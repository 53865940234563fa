// Copyright 2023 Contributors to the Veraison project.
// SPDX-License-Identifier: Apache-2.0

//! Trust configuration: attestation roots per statement format and
//! authenticator metadata per AAGUID.  Both are loaded from JSON once and
//! then only read, so a single store can back any number of concurrent
//! verifications.

pub use self::errors::Error;
pub use self::imetadatastore::IMetadataStore;
pub use self::itrustanchorstore::ITrustAnchorStore;
pub use self::memo_metadatastore::MemoMetadataStore;
pub use self::memo_trustanchorstore::MemoTrustAnchorStore;
pub use self::metadata::{AuthenticatorStatus, MetadataEntry};
pub use self::trustanchor::TrustAnchor;

mod errors;
mod imetadatastore;
mod itrustanchorstore;
mod memo_metadatastore;
mod memo_trustanchorstore;
mod metadata;
mod trustanchor;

◆ Exercise ◆
Across the data above, count every line with "imetadatastore" in it and write only the total.

◆ Your solution ◆
2